Internal cracks had developed in a fan blade that exploded out of a CFM International CFM56-7B powerplant on 17 April, severely damaged a Southwest Airlines Boeing 737-700 and killing one passenger, according to the National Transportation Safety Board.

"The crack was interior," says NTSB chair Robert Sumwalt. "It was on the interior part of the fan blade [and was] certainly not detectable from looking at it from the outside."

"We are very concerned about this particular event. Engine failures like this should not occur, obviously," Sumwalt says. "If we feel that this is a deeper issue, we have the capability to issue urgent safety recommendations."

A Southwest Airlines 737-700 CFM56 engine of the same model suffered an uncontained failure in 2016 over the Gulf of Mexico, leading the Federal Aviation Administration in 2017 to issue an airworthiness directive requiring ultrasonic inspections of certain CFM56 engines.

Boeing delivered that aircraft and the 737-700 involved in the 17 April incident to Southwest in mid-2000. Neither Southwest nor engine maker CFM has said if the failed engines were original to the aircraft.

Sumwalt says the NTSB remains uncertain if the blades from the failed engine were subject to the FAA's 2017 directive; determining that information can be more difficult than expected because part numbers can change, he says.

But, he says the CFM56 has a history of reliable service. The engine type has logged more than 350 million flight hours and powers some 6,700 aircraft worldwide, CFM says.

"To be willing to extrapolate [the failure] to the entire fleet – I'm not ready to do that," Sumwalt says.

The fan blade broke in two places: near where the blade meets the engine hub and halfway along the length of the blade, Sumwalt says. The internal crack likely caused the break near the hub, which then caused the mid-blade facture.

The NTSB has recovered the hub-end of the blade, but not the outer portion.

Sumwalt made his comments from Philadelphia at the end of the NTSB's second day investigating Southwest flight 1380, a LaGuardia-Dallas flight that diverted to Philadelphia after the left-side engine failed.

The left CFM56-7B22 exploded as the aircraft climbed through 32,500ft, flinging shrapnel against the wing and the fuselage and breaking a window in row 14.

The broken window caused a pressure differential that sucked one female passenger partially out of the aircraft, according to reports. The passenger was outside the aircraft from the waist up, other passengers have said.

Other passengers hauled her back in, but the woman died, marking the first fatality caused by an accident on a US airline in nine years.

Following the explosion, the aircraft rolled left 41.3°, significantly greater than a typical roll, which tends to be no more than 25°, Sumwalt says.

"It would be alarming, because it was a rapid roll," he says, adding that the pilots levelled the aircraft a few seconds later.

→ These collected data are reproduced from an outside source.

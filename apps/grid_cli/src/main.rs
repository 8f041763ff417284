mod commands;
mod config;

use std::{path::PathBuf, sync::Arc};

use anyhow::{Context, Result};
use clap::Parser;
use grid_core::{DocumentGrid, DocumentRouter, FetchOutcome, GridEvent, HttpDocumentsBackend};
use shared::domain::{DocumentId, UserId};
use tokio::{
    io::{AsyncBufReadExt, BufReader},
    sync::broadcast::error::RecvError,
};
use tracing::{debug, warn};
use tracing_subscriber::EnvFilter;

use crate::commands::{Command, HELP};

#[derive(Parser, Debug)]
struct Args {
    #[arg(long, env = "GRID_SERVER_URL")]
    server_url: Option<String>,
    #[arg(long, env = "GRID_USER_ID")]
    user_id: Option<i64>,
    #[arg(long, default_value = "grid.toml")]
    config: PathBuf,
    /// Print the first page and exit.
    #[arg(long)]
    once: bool,
}

struct TerminalRouter;

impl DocumentRouter for TerminalRouter {
    fn open_document(&self, document_id: DocumentId) {
        println!("-> /documents/{document_id}");
    }
}

#[tokio::main]
async fn main() -> Result<()> {
    tracing_subscriber::fmt()
        .with_env_filter(EnvFilter::try_from_default_env().unwrap_or_else(|_| "info".into()))
        .with_writer(std::io::stderr)
        .init();
    let args = Args::parse();
    let file = config::load_file_config(&args.config)?;

    let server_url = args
        .server_url
        .or(file.server_url.clone())
        .context("no server url: pass --server-url or set GRID_SERVER_URL")?;
    let user_id = args
        .user_id
        .or(file.user_id)
        .context("no viewer: pass --user-id or set GRID_USER_ID")?;

    let backend = HttpDocumentsBackend::new(server_url, UserId(user_id), file.request_timeout())?;
    let grid = Arc::new(DocumentGrid::new(
        Arc::new(backend),
        Arc::new(TerminalRouter),
    ));

    if args.once {
        let outcome = grid.mount().await.wait().await;
        print!("{}", grid.view().await.to_text());
        return match outcome {
            FetchOutcome::Failed(err) => Err(err.into()),
            _ => Ok(()),
        };
    }

    let printer = tokio::spawn(print_events(Arc::clone(&grid)));
    grid.mount().await;
    println!("{HELP}");

    let mut lines = BufReader::new(tokio::io::stdin()).lines();
    while let Some(line) = lines.next_line().await? {
        if line.trim().is_empty() {
            continue;
        }
        let command = match line.parse::<Command>() {
            Ok(command) => command,
            Err(message) => {
                println!("{message}");
                continue;
            }
        };
        match command {
            Command::Sort(column) => {
                grid.activate_header(column).await;
            }
            Command::Page(page) => match grid.go_to_page(page).await {
                Ok(Some(_)) => {}
                Ok(None) => println!("already on page {page}"),
                Err(err) => println!("{err}"),
            },
            Command::Open(row) => {
                if let Err(err) = grid.activate_document_name(row - 1).await {
                    println!("{err}");
                }
            }
            Command::Refresh => {
                grid.refresh().await;
            }
            Command::Show => print!("{}", grid.view().await.to_text()),
            Command::Help => println!("{HELP}"),
            Command::Quit => break,
        }
    }

    printer.abort();
    Ok(())
}

/// Prints the grid whenever a fetch settles it, plus a line per lifecycle event.
async fn print_events(grid: Arc<DocumentGrid>) {
    let mut events = grid.subscribe();
    loop {
        match events.recv().await {
            Ok(GridEvent::FetchStarted { seq, request }) => {
                println!("#{seq} {} ...", request.path_and_query());
            }
            Ok(GridEvent::PageLoaded { seq, page, .. }) => {
                println!("#{seq} loaded {} rows", page.rows.len());
                print!("{}", grid.view().await.to_text());
            }
            Ok(GridEvent::FetchFailed { seq, message, .. }) => {
                println!("#{seq} failed");
                print!("{}", grid.view().await.to_text());
                debug!(seq, %message, "fetch failure printed");
            }
            Ok(GridEvent::StaleResponseDiscarded { seq, latest_seq }) => {
                println!("#{seq} discarded, #{latest_seq} is newer");
            }
            Err(RecvError::Lagged(skipped)) => {
                warn!(skipped, "grid events dropped");
            }
            Err(RecvError::Closed) => break,
        }
    }
}
pub mod domain;
pub mod error;
pub mod ordering;
pub mod protocol;
use shared::error::ErrorCode;
use thiserror::Error;

#[derive(Debug, Error)]
pub enum GridError {
    #[error("invalid server url '{0}'")]
    InvalidServerUrl(String),
    #[error("request to {url} failed: {source}")]
    Transport {
        url: String,
        #[source]
        source: reqwest::Error,
    },
    #[error("backend returned {status} for {url}: {message}")]
    Status {
        url: String,
        status: u16,
        code: Option<ErrorCode>,
        message: String,
    },
    /// The body did not match the listing contract, including rows whose role
    /// is missing or not one of the known roles.
    #[error("malformed documents page from {url}: {source}")]
    Decode {
        url: String,
        #[source]
        source: serde_json::Error,
    },
    #[error("page numbers start at 1, got {0}")]
    InvalidPage(u32),
    #[error("row {0} is not on the displayed page")]
    UnknownRow(usize),
    #[error("fetch task ended abnormally: {0}")]
    TaskAborted(String),
}

impl GridError {
    /// HTTP status of a backend rejection, if that is what this error is.
    pub fn status(&self) -> Option<u16> {
        match self {
            GridError::Status { status, .. } => Some(*status),
            _ => None,
        }
    }
}
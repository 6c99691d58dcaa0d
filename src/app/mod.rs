pub mod context;
pub mod error;

pub use context::AppContext;
pub use error::{BrookError, Result};
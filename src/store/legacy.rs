//! Copying a database left behind by an older installation.
//!
//! The legacy file is first brought to the current layout by the same
//! schema ladder used at startup. Its feeds are merged into the feed list
//! and a [`MigrationDescriptor`] is stored in the `migrations` store. Entries
//! are then copied in batches of ascending legacy id, each batch committed
//! together with the updated descriptor, so an interrupted run resumes where
//! the last committed batch ended. Copied ids are shifted by fixed offsets
//! into a range reserved up front, so entries created while the migration is
//! pending never collide with copied ones.

use std::path::{Path, PathBuf};
use std::sync::Arc;

use rusqlite::{Connection, OptionalExtension};
use serde::{Deserialize, Serialize};

use crate::app::{BrookError, Result};
use crate::domain::{Entry, EntryChange, StoreEvent};
use crate::store::engine::{ObjectStore, Txn};
use crate::store::keycode::KeyPart;
use crate::store::schema::{self, DB_VERSION};
use crate::store::upgrade::upgrade_entry;
use crate::store::Database;

/// Newest legacy schema this build knows how to read.
pub const LEGACY_MAX_SAFE_VERSION: u32 = DB_VERSION;

#[derive(Debug, Clone, Copy, Default, PartialEq, Eq, Serialize, Deserialize)]
pub struct MigrationCounts {
    pub entries: u64,
    pub revisions: u64,
    pub feeds: u64,
}

/// Progress of one legacy migration, persisted after every batch.
#[derive(Debug, Clone, Default, PartialEq, Eq, Serialize, Deserialize)]
pub struct MigrationDescriptor {
    pub name: String,
    pub count: MigrationCounts,
    pub processed_entries: u64,
    pub last_transferred_entry: i64,
    pub entry_offset: i64,
    pub revision_offset: i64,
    pub range_top: i64,
    pub completed: bool,
}

impl MigrationDescriptor {
    fn key(&self) -> KeyPart {
        KeyPart::Str(self.name.clone())
    }
}

fn load_descriptor(txn: &Txn<'_>, name: &str) -> Result<Option<MigrationDescriptor>> {
    txn.get(ObjectStore::Migrations, &KeyPart::Str(name.to_string()))
}

/// Schema version of a legacy file, without modifying it.
fn legacy_version(conn: &Connection) -> Result<u32> {
    let has_meta = conn
        .query_row(
            "SELECT 1 FROM sqlite_master WHERE type = 'table' AND name = 'meta'",
            [],
            |_| Ok(()),
        )
        .optional()?
        .is_some();
    if !has_meta {
        return Err(BrookError::Migration(
            "legacy file is not a feed database".into(),
        ));
    }

    let version: Option<i64> = conn
        .query_row(
            "SELECT value FROM meta WHERE key = ?1",
            [schema::SCHEMA_VERSION_KEY],
            |row| row.get(0),
        )
        .optional()?;
    Ok(version.unwrap_or(0) as u32)
}

pub struct LegacyMigration {
    db: Arc<Database>,
    source: Connection,
    path: PathBuf,
    descriptor: MigrationDescriptor,
    batch_size: usize,
}
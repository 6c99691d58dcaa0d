//! # Brook
//!
//! An embedded local data store for a feed reader.
//!
//! ## Architecture
//!
//! ```text
//! Fetcher → Normalizer → Ingest → Store ← Query ← CLI
//!                                   ↑
//!                         Registry (feed tree)
//! ```
//!
//! Everything goes through one [`Database`](store::Database): it owns the
//! SQLite connection, the feed tree snapshot and the change notification
//! channel.
//!
//! ## Quick Start
//!
//! ```bash
//! # Subscribe and fetch
//! brook add https://blog.rust-lang.org/feed.xml
//!
//! # Unread entries, newest first
//! brook entries --unread --sort desc --limit 20
//!
//! # Update all feeds
//! brook update
//! ```

/// Application context and error handling.
///
/// The [`AppContext`](app::AppContext) struct wires together the database,
/// fetcher and normalizer.
pub mod app;

/// Command-line interface using clap.
pub mod cli;

/// Configuration loaded from `~/.config/brook/config.toml`.
pub mod config;

/// Feeds, entries, revisions, parsed feed input and store events.
pub mod domain;

/// Entry retention: age and count limits, purging unsubscribed feeds.
pub mod expiry;

/// HTTP fetching with conditional request support.
///
/// - [`Fetcher`](fetcher::Fetcher): Async trait for feed fetching
/// - [`HttpFetcher`](fetcher::http_fetcher::HttpFetcher): reqwest-based implementation
/// - [`ParallelFetcher`](fetcher::parallel::ParallelFetcher): Concurrent fetching with semaphore
pub mod fetcher;

/// Merging parsed feed items into stored entries.
pub mod ingest;

/// Feed parsing and normalization.
///
/// Converts RSS 0.9x/1.0/2.0, Atom 0.3/1.0, and JSON Feed 1.0
/// into [`ParsedFeed`](domain::ParsedFeed).
pub mod normalizer;

/// Filtered, sorted, paginated entry queries and bulk mutations.
pub mod query;

/// The feed tree: ordering, folders, backups.
pub mod registry;

/// Object stores and indexes over SQLite, schema versions and legacy
/// migration.
pub mod store;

About that time the aircraft's cabin altitude warning horn activated, indicating the cabin pressure had exceeded pressure equal to 13,500-14,000ft altitude, says Sumwalt.

The pilots landed the aircraft at Philadelphia International airport 22min after the engine explosion. Concerned about their ability to control the aircraft, the pilots landed with 5° flaps and at 165kt. Pilots typically set flaps at 30° or 40° for landing and touchdown around 135kt, Sumwalt says.

Parts of the engine cowling were found about 65nm (120km) from Philadelphia, but the NTSB has not recovered internal engine components.

Investigators will complete transcription of the cockpit voice recorder in the next several days, and the NTSB's maintenance investigators are in Dallas at Southwest's headquarters.

"They will examine the inspection records of this engine," Sumwalt says.

Today investigators interviewed flight attendants. They have also studied the window to determine how it failed and have removed the plastic interior wall of the cabin to study the fuselage, Sumwalt says.

The NTSB's investigation team will leave Philadelphia tomorrow, concluding the on-site phase of their work.

"We've got a long way to go," says Sumwalt.

CFM, which is equally owned by General Electric and Safran Aircraft Engines, say it has a team assisting the NTSB. The company says laws prohibit it from commenting about the accident.

CFM says the CFM56-7 "has compiled an outstanding safety and reliability record since entering revenue service in 1997".